The world of software development is changing rapidly. With the rise of AI-assisted coding, many teams are generating large volumes of code quickly and at scale. While this can accelerate development, it often introduces subtle bugs and hard-to-diagnose issues that AI cannot fix. As companies increasingly rely on AI to handle routine coding tasks, there will be a growing need for engineers with advanced debugging expertise who can step in when things go wrong. This course prepares you for that future by giving you the ability to understand and correct issues that go beyond the reach of automated tools.
One of the challenges in learning these advanced skills is that the information is scattered across countless sources, often buried in outdated documentation or fragmented tutorials. Searching the web for answers can be frustrating and extremely time-consuming. This course brings everything together in one structured, practical program so you can focus on learning rather than piecing together random information.

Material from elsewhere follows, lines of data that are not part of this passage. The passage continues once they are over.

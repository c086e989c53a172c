use tauri::{AppHandle, Manager};

use crate::{
    main_window, media_tools, menu_setup, recording, session_bridge, window_actions,
    AppContext, MenuInputs,
};

#[derive(Debug, Clone, Copy, PartialEq, Eq)]
pub(crate) enum StartupStep {
    CreateMainWindow,
    InitSession,
    RegisterCloseHandler,
    InstallPreLoginMenu,
    InitMedia,
    InitRecording,
}

impl StartupStep {
    pub(crate) fn name(self) -> &'static str {
        match self {
            Self::CreateMainWindow => "create main window",
            Self::InitSession => "init session",
            Self::RegisterCloseHandler => "register close handler",
            Self::InstallPreLoginMenu => "install pre-login menu",
            Self::InitMedia => "init media",
            Self::InitRecording => "init recording",
        }
    }

    /// A failing critical step aborts startup; the rest are logged and skipped.
    pub(crate) fn is_critical(self) -> bool {
        matches!(
            self,
            Self::CreateMainWindow | Self::RegisterCloseHandler | Self::InstallPreLoginMenu
        )
    }
}

pub(crate) const STARTUP_SEQUENCE: [StartupStep; 6] = [
    StartupStep::CreateMainWindow,
    StartupStep::InitSession,
    StartupStep::RegisterCloseHandler,
    StartupStep::InstallPreLoginMenu,
    StartupStep::InitMedia,
    StartupStep::InitRecording,
];

pub(crate) trait StartupHost {
    fn run_step(&mut self, step: StartupStep) -> Result<(), String>;
}

pub(crate) fn run_startup_sequence<H, F>(host: &mut H, log: F) -> Result<(), String>
where
    H: StartupHost,
    F: Fn(&str),
{
    for step in STARTUP_SEQUENCE {
        match host.run_step(step) {
            Ok(()) => log(&format!("startup step finished: {}", step.name())),
            Err(error) if step.is_critical() => {
                log(&format!("startup step '{}' failed: {}", step.name(), error));
                return Err(format!("Startup step '{}' failed: {}", step.name(), error));
            }
            Err(error) => log(&format!(
                "startup step '{}' failed, continuing: {}",
                step.name(),
                error
            )),
        }
    }
    Ok(())
}

struct TauriStartupHost<'a, F> {
    app_handle: &'a AppHandle,
    log: F,
}

impl<F> StartupHost for TauriStartupHost<'_, F>
where
    F: Fn(&str) + Copy + Send + Sync + 'static,
{
    fn run_step(&mut self, step: StartupStep) -> Result<(), String> {
        let log = self.log;
        match step {
            StartupStep::CreateMainWindow => {
                main_window::create_main_window(self.app_handle).map(|_| ())
            }
            StartupStep::InitSession => session_bridge::init(self.app_handle, log),
            StartupStep::RegisterCloseHandler => {
                window_actions::register_main_window_close_handler(self.app_handle, log)
            }
            StartupStep::InstallPreLoginMenu => menu_setup::install_app_menu(self.app_handle, log),
            StartupStep::InitMedia => media_tools::init(self.app_handle, log),
            StartupStep::InitRecording => recording::init(self.app_handle, log),
        }
    }
}

/// Runs the startup sequence once the platform is ready. Later calls are no-ops.
pub fn start<F>(app_handle: &AppHandle, log: F) -> Result<(), String>
where
    F: Fn(&str) + Copy + Send + Sync + 'static,
{
    let context = app_handle
        .try_state::<AppContext>()
        .ok_or_else(|| "Application context is not initialized.".to_string())?;
    if !context.try_mark_started() {
        log("start ignored: application already started");
        return Ok(());
    }

    log(&format!(
        "starting application: build_mode={} platform={:?}",
        context.config.build_mode.as_str(),
        context.config.platform
    ));
    let mut host = TauriStartupHost { app_handle, log };
    run_startup_sequence(&mut host, log)
}

/// Installs the post-login menu through `install`, then marks the session
/// authenticated. A failed or skipped install leaves the session unauthenticated.
/// Returns `true` when this call performed the login transition.
pub(crate) fn apply_post_login_menu<I>(context: &AppContext, install: I) -> Result<bool, String>
where
    I: FnOnce(MenuInputs) -> Result<bool, String>,
{
    let inputs = MenuInputs {
        authenticated: true,
        ..context.menu_inputs()
    };
    let installed = install(inputs)?;
    Ok(installed && context.mark_authenticated())
}

/// Switches the application menu to the post-login variant.
pub fn set_real_main_menu<F>(app_handle: &AppHandle, log: F) -> Result<(), String>
where
    F: Fn(&str),
{
    let context = app_handle
        .try_state::<AppContext>()
        .ok_or_else(|| "Application context is not initialized.".to_string())?;
    let logged_in = apply_post_login_menu(&context, |inputs| {
        menu_setup::install_menu_for_inputs(app_handle, inputs, &log)
    })?;
    if !logged_in {
        log("post-login menu not newly applied: session already authenticated or quitting");
    }
    Ok(())
}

This second part of the Linux Debugging course builds on the foundation provided by Part 1. It takes you into the advanced areas of Linux debugging where you move beyond the basics and begin to explore the powerful techniques used by senior engineers to solve the most difficult and elusive problems in complex Linux systems.
You will learn how to trace both user space and kernel space activity, giving you deep insight into how processes and the kernel interact at runtime. You will gain expertise in advanced profiling techniques for memory, CPU, and hardware performance analysis, as well as approaches for visualizing data to better understand where performance bottlenecks occur.
Finally, you will develop the ability to debug at the kernel level, diagnosing kernel crashes and runtime errors, using interactive kernel debuggers, and working with modern diagnostic tools like KASAN, UBSAN, and KCSAN. These skills will give you the confidence to fix problems that others may find impossible to diagnose.
By the end of our course, you will have acquired a comprehensive set of techniques for tracing, profiling, and debugging at every level of the Linux system. Whether you are working on embedded devices, cloud infrastructure, or mission-critical systems, these skills will allow you to diagnose and solve the toughest problems with confidence.
If you want to become the person others rely on when complex, high-stakes issues arise, this course will give you the expertise and the confidence to take on that role.